Nous espérons l’avoir mis en évidence : il ne va pas de soi, pour une victime de viol, d’obtenir réparation en justice ; il n’est donc pas étonnant, vu toutes les difficultés du processus et les insuffisances du système, que seule une minorité de femmes décide de prendre le risque. Pourtant, en plus d’une indemnisation financière éventuelle, un procès où justice serait vraiment rendue pourrait aider une victime de viol à retrouver son intégrité psychologique parce qu’il lui permettrait de se libérer de la culpabilité que la société a injustement placée sur ses épaules et remettrait celle-ci à sa juste place, sur celles du coupable.
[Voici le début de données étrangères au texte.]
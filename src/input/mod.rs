pub mod csv;
pub mod library;
pub mod nav;

pub use csv::load_flight_file;
pub use library::{DirectoryLibrary, FlightLibrary};
pub use nav::load_airports_file;

use thiserror::Error;

/// Why a source file could not be turned into data
#[derive(Debug, Error)]
pub enum LoadError {
    #[error("failed to read source: {0}")]
    Io(#[from] std::io::Error),

    #[error("malformed CSV: {0}")]
    Csv(#[from] ::csv::Error),

    #[error("missing required column {0}")]
    MissingColumn(String),

    #[error("row {row}: invalid {field} value {value:?}")]
    InvalidField {
        row: usize,
        field: &'static str,
        value: String,
    },

    #[error("row {row}: timestamp earlier than the previous row")]
    NonMonotonic { row: usize },

    #[error("invalid flight name {0:?}")]
    InvalidName(String),
}

/// A flight name is a bare file name inside the flights directory
pub fn is_valid_flight_name(name: &str) -> bool {
    !name.is_empty() && !name.contains(['/', '\\']) && !name.contains("..")
}

/// Find a column by checking possible names, case-insensitively
fn find_column(headers: &::csv::StringRecord, names: &[&str]) -> Result<usize, LoadError> {
    for (idx, header) in headers.iter().enumerate() {
        let header_lower = header.trim().to_lowercase();
        if names.iter().any(|&name| header_lower == name) {
            return Ok(idx);
        }
    }

    Err(LoadError::MissingColumn(names.join("|")))
}
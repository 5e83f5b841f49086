use serde::{Deserialize, Serialize};
use std::fs;
use std::path::{Path, PathBuf};
use std::time::Duration;
use tracing::{info, warn};

/// Environment variable pointing at an alternative settings file
pub const CONFIG_ENV_VAR: &str = "FLIGHT_REPLAY_CONFIG";

/// Persistent server settings
#[derive(Debug, Clone, PartialEq, Serialize, Deserialize)]
#[serde(default)]
pub struct ServerSettings {
    pub bind_address: String,
    /// Heartbeat period in milliseconds
    pub tick_interval_ms: u64,
    pub flights_dir: PathBuf,
    pub airports_file: PathBuf,
    /// Default search radius for nearby airports, in nautical miles
    pub nav_radius_nm: f64,
    pub frontend_origin: String,
    /// Snapshots queued per client before new ones are dropped
    pub outbound_buffer: usize,
}

impl Default for ServerSettings {
    fn default() -> Self {
        Self {
            bind_address: "127.0.0.1:8080".to_string(),
            tick_interval_ms: 50,
            flights_dir: PathBuf::from("data/flights"),
            airports_file: PathBuf::from("data/airports.csv"),
            nav_radius_nm: 200.0,
            frontend_origin: "http://localhost:5173".to_string(),
            outbound_buffer: 32,
        }
    }
}

impl ServerSettings {
    fn config_path() -> Option<PathBuf> {
        if let Some(path) = std::env::var_os(CONFIG_ENV_VAR) {
            return Some(PathBuf::from(path));
        }
        dirs::config_dir().map(|p| p.join("flight-replay").join("settings.json"))
    }

    /// Load settings from the usual place, falling back to defaults
    pub fn load() -> Self {
        match Self::config_path() {
            Some(path) => Self::load_from(&path),
            None => Self::default(),
        }
    }

    /// Load settings from `path`. A missing or unreadable file gives defaults.
    pub fn load_from(path: &Path) -> Self {
        if !path.exists() {
            info!("No settings at {}, using defaults", path.display());
            return Self::default();
        }

        let contents = match fs::read_to_string(path) {
            Ok(contents) => contents,
            Err(e) => {
                warn!("Failed to read settings {}: {}", path.display(), e);
                return Self::default();
            }
        };

        match serde_json::from_str::<Self>(&contents) {
            Ok(settings) => {
                info!("Loaded settings from {}", path.display());
                settings.sanitized()
            }
            Err(e) => {
                warn!("Invalid settings {}: {}", path.display(), e);
                Self::default()
            }
        }
    }

    pub fn tick_interval(&self) -> Duration {
        Duration::from_millis(self.tick_interval_ms)
    }

    /// Replace values the server cannot run with
    fn sanitized(mut self) -> Self {
        let defaults = Self::default();
        if self.tick_interval_ms == 0 {
            warn!("tick_interval_ms must be positive, using {}", defaults.tick_interval_ms);
            self.tick_interval_ms = defaults.tick_interval_ms;
        }
        if self.outbound_buffer == 0 {
            warn!("outbound_buffer must be positive, using {}", defaults.outbound_buffer);
            self.outbound_buffer = defaults.outbound_buffer;
        }
        if !(self.nav_radius_nm.is_finite() && self.nav_radius_nm > 0.0) {
            warn!("nav_radius_nm must be positive, using {}", defaults.nav_radius_nm);
            self.nav_radius_nm = defaults.nav_radius_nm;
        }
        self
    }
}
use serde::{Deserialize, Serialize};

/// Standard barometric reference pressure in inHg
pub const STANDARD_PRESSURE_INHG: f64 = 29.92;

/// Aircraft attitude in degrees
#[derive(Debug, Clone, Copy, PartialEq, Default, Serialize, Deserialize)]
pub struct Attitude {
    pub pitch: f64,
    pub roll: f64,
    pub yaw: f64,
}

/// Altitude in feet with the barometric reference it was read against
#[derive(Debug, Clone, Copy, PartialEq, Serialize, Deserialize)]
#[serde(rename_all = "camelCase")]
pub struct Altitude {
    pub altitude: f64,
    /// Reference (Kollsman) pressure in inHg
    pub reference_pressure: f64,
}

impl Altitude {
    pub fn new(altitude: f64) -> Self {
        Self {
            altitude,
            reference_pressure: STANDARD_PRESSURE_INHG,
        }
    }
}

/// Indicated airspeed in knots
#[derive(Debug, Clone, Copy, PartialEq, Default, Serialize, Deserialize)]
pub struct AirSpeed {
    pub speed: f64,
}

/// Geographic position in decimal degrees
#[derive(Debug, Clone, Copy, PartialEq, Default, Serialize, Deserialize)]
pub struct Position {
    pub latitude: f64,
    pub longitude: f64,
}

/// One recorded telemetry row
#[derive(Debug, Clone, PartialEq, Serialize, Deserialize)]
#[serde(rename_all = "camelCase")]
pub struct Sample {
    /// Recorded time in milliseconds. Only deltas between rows are meaningful.
    pub timestamp: i64,
    pub attitude: Attitude,
    pub altitude: Altitude,
    pub air_speed: AirSpeed,
    pub position: Position,
}
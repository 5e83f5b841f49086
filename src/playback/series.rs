use crate::core::Sample;
use std::sync::Arc;

/// Immutable, chronologically ordered samples of one recorded flight.
///
/// Cheap to clone; every clone shares the same rows.
#[derive(Debug, Clone, Default)]
pub struct SampleSeries {
    samples: Arc<[Sample]>,
}

impl SampleSeries {
    pub fn new(samples: Vec<Sample>) -> Self {
        Self {
            samples: samples.into(),
        }
    }

    /// A series with no rows, used when a load fails
    pub fn empty() -> Self {
        Self::default()
    }

    pub fn len(&self) -> usize {
        self.samples.len()
    }

    pub fn is_empty(&self) -> bool {
        self.samples.is_empty()
    }

    pub fn get(&self, index: usize) -> Option<&Sample> {
        self.samples.get(index)
    }

    /// Index of the final sample, if any
    pub fn last_index(&self) -> Option<usize> {
        self.samples.len().checked_sub(1)
    }

    pub fn start_time(&self) -> Option<i64> {
        self.samples.first().map(|s| s.timestamp)
    }

    pub fn end_time(&self) -> Option<i64> {
        self.samples.last().map(|s| s.timestamp)
    }

    /// Recorded gap between `index` and the sample after it
    pub fn delta_millis(&self, index: usize) -> Option<i64> {
        let current = self.samples.get(index)?;
        let next = self.samples.get(index + 1)?;
        Some(next.timestamp - current.timestamp)
    }
}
Néanmoins, nombre de victimes, craignant à juste titre de subir d’autres "agressions" au cours de la procédure pour un résultat hypothétique, renoncent à faire valoir leurs droits et choisissent de se reconstruire par d’autres moyens.
Certes, comme nous l’avons souligné, les lois existantes sont encore empreintes de sexisme mais si elles étaient seulement pleinement appliquées dans leur état actuel, les victimes de viol auraient plus souvent recours à la justice.